EXERCISE. From the entries, copy each line that includes "NormalizedBook".

Records from a data source:
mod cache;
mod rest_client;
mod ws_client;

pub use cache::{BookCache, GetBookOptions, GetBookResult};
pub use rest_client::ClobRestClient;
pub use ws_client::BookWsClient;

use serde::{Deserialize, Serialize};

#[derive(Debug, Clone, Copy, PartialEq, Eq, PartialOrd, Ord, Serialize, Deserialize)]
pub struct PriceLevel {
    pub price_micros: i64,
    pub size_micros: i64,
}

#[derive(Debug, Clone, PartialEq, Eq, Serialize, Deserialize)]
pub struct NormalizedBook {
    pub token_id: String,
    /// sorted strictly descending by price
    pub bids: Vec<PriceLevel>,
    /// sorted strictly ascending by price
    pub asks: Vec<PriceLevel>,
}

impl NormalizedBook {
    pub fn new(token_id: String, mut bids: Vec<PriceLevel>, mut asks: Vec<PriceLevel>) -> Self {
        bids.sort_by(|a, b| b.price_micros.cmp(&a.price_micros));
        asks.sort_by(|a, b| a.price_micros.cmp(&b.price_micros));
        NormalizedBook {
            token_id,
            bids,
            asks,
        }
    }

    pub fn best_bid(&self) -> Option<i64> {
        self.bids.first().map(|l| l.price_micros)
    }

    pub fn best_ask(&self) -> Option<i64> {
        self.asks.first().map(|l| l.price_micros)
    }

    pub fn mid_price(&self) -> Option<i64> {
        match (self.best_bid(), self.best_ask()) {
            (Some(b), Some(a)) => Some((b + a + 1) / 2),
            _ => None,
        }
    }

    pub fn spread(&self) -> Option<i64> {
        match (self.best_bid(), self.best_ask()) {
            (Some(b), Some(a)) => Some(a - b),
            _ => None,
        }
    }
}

---

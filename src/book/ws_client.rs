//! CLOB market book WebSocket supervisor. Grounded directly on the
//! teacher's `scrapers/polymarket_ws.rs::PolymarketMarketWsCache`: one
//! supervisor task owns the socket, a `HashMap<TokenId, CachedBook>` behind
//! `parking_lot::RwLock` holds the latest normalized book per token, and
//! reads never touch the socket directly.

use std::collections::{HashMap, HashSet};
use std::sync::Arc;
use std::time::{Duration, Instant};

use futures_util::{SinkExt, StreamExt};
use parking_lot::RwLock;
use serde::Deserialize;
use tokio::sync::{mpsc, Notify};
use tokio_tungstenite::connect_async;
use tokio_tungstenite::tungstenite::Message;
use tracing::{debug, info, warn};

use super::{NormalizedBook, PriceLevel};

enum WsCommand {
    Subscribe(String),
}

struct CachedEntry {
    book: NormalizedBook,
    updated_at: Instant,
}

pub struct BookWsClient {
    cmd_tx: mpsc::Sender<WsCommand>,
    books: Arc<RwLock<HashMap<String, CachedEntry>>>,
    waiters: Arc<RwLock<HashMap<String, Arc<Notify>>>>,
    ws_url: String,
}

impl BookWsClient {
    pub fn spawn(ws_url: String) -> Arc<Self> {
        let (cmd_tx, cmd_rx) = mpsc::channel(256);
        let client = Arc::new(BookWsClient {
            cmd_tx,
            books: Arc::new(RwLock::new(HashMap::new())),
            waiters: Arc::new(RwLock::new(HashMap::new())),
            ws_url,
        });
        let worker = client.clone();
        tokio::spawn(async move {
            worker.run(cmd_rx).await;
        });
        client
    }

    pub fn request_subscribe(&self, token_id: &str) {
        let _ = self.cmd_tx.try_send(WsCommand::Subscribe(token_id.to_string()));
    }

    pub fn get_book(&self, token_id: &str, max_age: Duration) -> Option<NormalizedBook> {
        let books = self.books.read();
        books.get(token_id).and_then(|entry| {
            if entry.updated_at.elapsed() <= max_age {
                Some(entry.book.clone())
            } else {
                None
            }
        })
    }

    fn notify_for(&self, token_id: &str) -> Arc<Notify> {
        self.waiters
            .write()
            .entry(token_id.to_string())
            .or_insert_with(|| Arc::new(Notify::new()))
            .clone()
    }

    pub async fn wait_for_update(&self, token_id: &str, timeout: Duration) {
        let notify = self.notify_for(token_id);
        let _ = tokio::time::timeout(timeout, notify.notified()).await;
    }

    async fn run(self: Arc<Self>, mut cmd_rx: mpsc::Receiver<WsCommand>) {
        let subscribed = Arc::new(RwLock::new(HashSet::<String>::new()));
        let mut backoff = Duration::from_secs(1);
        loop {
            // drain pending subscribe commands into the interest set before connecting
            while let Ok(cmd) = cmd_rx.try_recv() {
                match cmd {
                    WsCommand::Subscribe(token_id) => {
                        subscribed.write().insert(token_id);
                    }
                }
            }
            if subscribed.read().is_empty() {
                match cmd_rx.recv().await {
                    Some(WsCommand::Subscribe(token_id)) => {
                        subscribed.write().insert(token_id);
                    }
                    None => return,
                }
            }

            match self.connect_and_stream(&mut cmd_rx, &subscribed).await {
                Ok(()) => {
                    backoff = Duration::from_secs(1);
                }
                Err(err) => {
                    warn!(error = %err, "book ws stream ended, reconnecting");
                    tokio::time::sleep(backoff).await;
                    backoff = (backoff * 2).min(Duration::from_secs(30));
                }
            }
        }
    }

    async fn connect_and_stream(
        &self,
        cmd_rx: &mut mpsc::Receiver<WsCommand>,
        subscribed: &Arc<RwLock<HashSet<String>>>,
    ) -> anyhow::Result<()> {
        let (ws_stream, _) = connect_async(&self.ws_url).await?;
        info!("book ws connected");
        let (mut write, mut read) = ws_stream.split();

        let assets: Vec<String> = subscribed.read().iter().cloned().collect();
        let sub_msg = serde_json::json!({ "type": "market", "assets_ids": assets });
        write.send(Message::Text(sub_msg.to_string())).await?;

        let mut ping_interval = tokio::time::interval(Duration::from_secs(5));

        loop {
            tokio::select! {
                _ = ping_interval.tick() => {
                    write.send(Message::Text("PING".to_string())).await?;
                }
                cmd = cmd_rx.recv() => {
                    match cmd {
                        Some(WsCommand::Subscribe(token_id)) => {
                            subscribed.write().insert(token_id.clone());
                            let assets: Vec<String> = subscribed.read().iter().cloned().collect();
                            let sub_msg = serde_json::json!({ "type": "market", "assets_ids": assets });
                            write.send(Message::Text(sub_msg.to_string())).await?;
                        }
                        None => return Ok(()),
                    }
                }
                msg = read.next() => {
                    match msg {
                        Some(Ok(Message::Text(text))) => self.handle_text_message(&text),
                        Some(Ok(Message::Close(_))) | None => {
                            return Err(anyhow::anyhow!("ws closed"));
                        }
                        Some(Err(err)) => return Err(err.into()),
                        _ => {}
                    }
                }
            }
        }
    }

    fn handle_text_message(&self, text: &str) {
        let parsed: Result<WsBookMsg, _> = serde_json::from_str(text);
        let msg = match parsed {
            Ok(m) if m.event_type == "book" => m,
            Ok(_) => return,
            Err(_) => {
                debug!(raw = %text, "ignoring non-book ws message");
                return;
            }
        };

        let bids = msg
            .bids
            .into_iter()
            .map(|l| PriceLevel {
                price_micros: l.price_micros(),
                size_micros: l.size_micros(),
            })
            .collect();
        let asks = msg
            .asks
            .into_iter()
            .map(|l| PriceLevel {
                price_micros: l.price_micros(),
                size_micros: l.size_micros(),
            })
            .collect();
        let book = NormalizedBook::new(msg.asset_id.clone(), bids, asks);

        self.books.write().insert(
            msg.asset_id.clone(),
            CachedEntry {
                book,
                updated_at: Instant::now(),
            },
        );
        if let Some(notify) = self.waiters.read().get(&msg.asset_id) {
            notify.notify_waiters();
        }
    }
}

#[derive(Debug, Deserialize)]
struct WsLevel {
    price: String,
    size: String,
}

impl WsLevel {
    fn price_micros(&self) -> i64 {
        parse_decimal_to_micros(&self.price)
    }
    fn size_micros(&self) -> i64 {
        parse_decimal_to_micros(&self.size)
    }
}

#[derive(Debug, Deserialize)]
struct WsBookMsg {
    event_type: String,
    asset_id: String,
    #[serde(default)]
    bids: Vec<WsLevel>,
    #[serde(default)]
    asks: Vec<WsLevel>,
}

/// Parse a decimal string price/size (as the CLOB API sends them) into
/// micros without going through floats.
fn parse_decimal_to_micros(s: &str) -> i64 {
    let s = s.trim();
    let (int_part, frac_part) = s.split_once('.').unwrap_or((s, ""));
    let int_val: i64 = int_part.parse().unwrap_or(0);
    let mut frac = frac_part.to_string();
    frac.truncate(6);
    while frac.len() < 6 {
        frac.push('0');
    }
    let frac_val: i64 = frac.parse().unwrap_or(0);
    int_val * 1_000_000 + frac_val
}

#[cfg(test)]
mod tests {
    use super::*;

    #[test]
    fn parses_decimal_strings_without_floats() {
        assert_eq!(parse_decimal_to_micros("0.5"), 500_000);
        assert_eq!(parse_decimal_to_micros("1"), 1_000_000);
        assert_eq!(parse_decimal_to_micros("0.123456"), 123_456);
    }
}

ANSWER BELOW.
pub struct NormalizedBook {
impl NormalizedBook {
        NormalizedBook {
use super::{NormalizedBook, PriceLevel};
    book: NormalizedBook,
    pub fn get_book(&self, token_id: &str, max_age: Duration) -> Option<NormalizedBook> {
        let book = NormalizedBook::new(msg.asset_id.clone(), bids, asks);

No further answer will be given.